Asco, repugnancia, aversión… náusa, …, Ekel. No parecen las palabras más acertadas con las que comenzar la reseña de mi primer libro; más bien da la impresión, impresión que debe tener un doble sentido por naturaleza, de que a mi propio proyecto le ato una piedra y lo hago arrojar en alta mar. Frases para erigir una bandera a la bancarrota, a la causa perdida: puede parecer metafórico pero a su vez no debe olvidar uno ese doble sentido. Si por algún motivo la palabra «náusea» aparece en cursiva es porque el texto íntegro le debe mucho, guardando las distancias al gran Jean-Paul Sartre, a su novela La náusea, una de las obras que más me ha influenciado a lo largo de mi vida. Entre conocidos, y nosotros (me dirijo a usted, lector), suelo decir en un tono algo sarcástico que hubo un Yo pre-Náusea y un Yo post-Náusea. Y si mi primer libro tiene como título la palabra alemana «Ekel» es porque, en cierto modo, cada palabra, frase u oración de Ekel son el testimonio de una propia-Náusea, un segundo -o milésimo- Antoine Roquentin que se purga de sus monstruos y fantasmas a través de las 47 crónicas que componen el relato.
¿Es una biografía? ¿Una autobiografía? ¿Es un diario? Responder a estas preguntas es difícil. Lo «normal» es que la reseña de un libro no la haga el propio autor, más, si se le une el pensamiento popular que dice uno es el peor indicado para hablar de sí mismo, la tesitura se sobrentiende como bastante compleja. Al verme entre la espada y la pared si debo pronunciarme como la persona indicada para contestar, evadiré las preguntas y dedicaré las siguientes líneas a hablar sobre el qué y el cómo de Ekel.
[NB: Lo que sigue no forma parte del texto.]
//! Softine Engine - 2D soft body and rigid body physics in WASM
//!
//! Architecture:
//! - core/        - Vector math, safety macros
//! - domain/      - Points, springs, shapes, bodies, config, errors
//! - spatial/     - Quadtree, hash grid, broad phase
//! - systems/     - Forces, integration, collision
//! - simulation/  - World orchestration and the wasm facade

// Utils with safety macros (must be first for macro export!)
#[macro_use]
pub mod core;
pub mod domain;
pub mod spatial;
pub mod systems;
pub mod simulation;

use wasm_bindgen::prelude::*;

// Re-export wasm-bindgen-rayon for thread pool initialization
#[cfg(all(feature = "parallel", target_arch = "wasm32"))]
pub use wasm_bindgen_rayon::init_thread_pool;

// Better error messages in debug mode
#[cfg(feature = "console_error_panic_hook")]
pub fn set_panic_hook() {
    console_error_panic_hook::set_once();
}

/// Initialize the engine
#[wasm_bindgen]
pub fn init() {
    #[cfg(feature = "console_error_panic_hook")]
    set_panic_hook();

    web_sys::console::log_1(&"Softine physics engine initialized".into());
}

/// Get engine version
#[wasm_bindgen]
pub fn version() -> String {
    env!("CARGO_PKG_VERSION").to_string()
}

// Re-export main types
pub use crate::core::math::Vec2;
pub use domain::{BodyDesc, BodyHandle, PhysicsConfig, PhysicsError, ShapeKind, Transform};
pub use simulation::{PerfStats, World, WorldCore};

// Export shape codes for JS
#[wasm_bindgen]
pub fn shape_circle() -> u8 { domain::shape::SHAPE_CIRCLE }
#[wasm_bindgen]
pub fn shape_square() -> u8 { domain::shape::SHAPE_SQUARE }
#[wasm_bindgen]
pub fn shape_triangle() -> u8 { domain::shape::SHAPE_TRIANGLE }
#[wasm_bindgen]
pub fn shape_polygon() -> u8 { domain::shape::SHAPE_POLYGON }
Las crónicas reflejan el diálogo interno de un personaje atormentado, fluctuante; a ratos, excepcionalmente analítico y juicioso; en otros -muchos- ratos extremadamente absurdo y delirante. Nuestro individuo narra sus sentimientos, emociones y juicios en una etapa de su vida que se puede tildar de «estrepitoso fracaso» personal. Un buen día, harto de no encontrar empleo en su ciudad y toda la provincia, marcha a su tierra natal, donde tiene la ventaja de poder hospedarse en casa de una tía, hermana de su recién fallecido padre (un hecho contundente que sin duda alguna marca al protagonista y le empuja hacia el abismo), con la esperanza de encontrar un trabajo, de reencontrarse con su familia y sus raíces, y, por supuesto, empezar una nueva vida cuyo color sea más vivo que la vida oscurecida, la cual, ingenuo él, se lleva consigo en la maleta. Incluso dejando en la ciudad de residencia a su pareja, persona de la que, por motivos que no puedo -ni puede él– detallar, también juega un importante papel en el desplome de su ser.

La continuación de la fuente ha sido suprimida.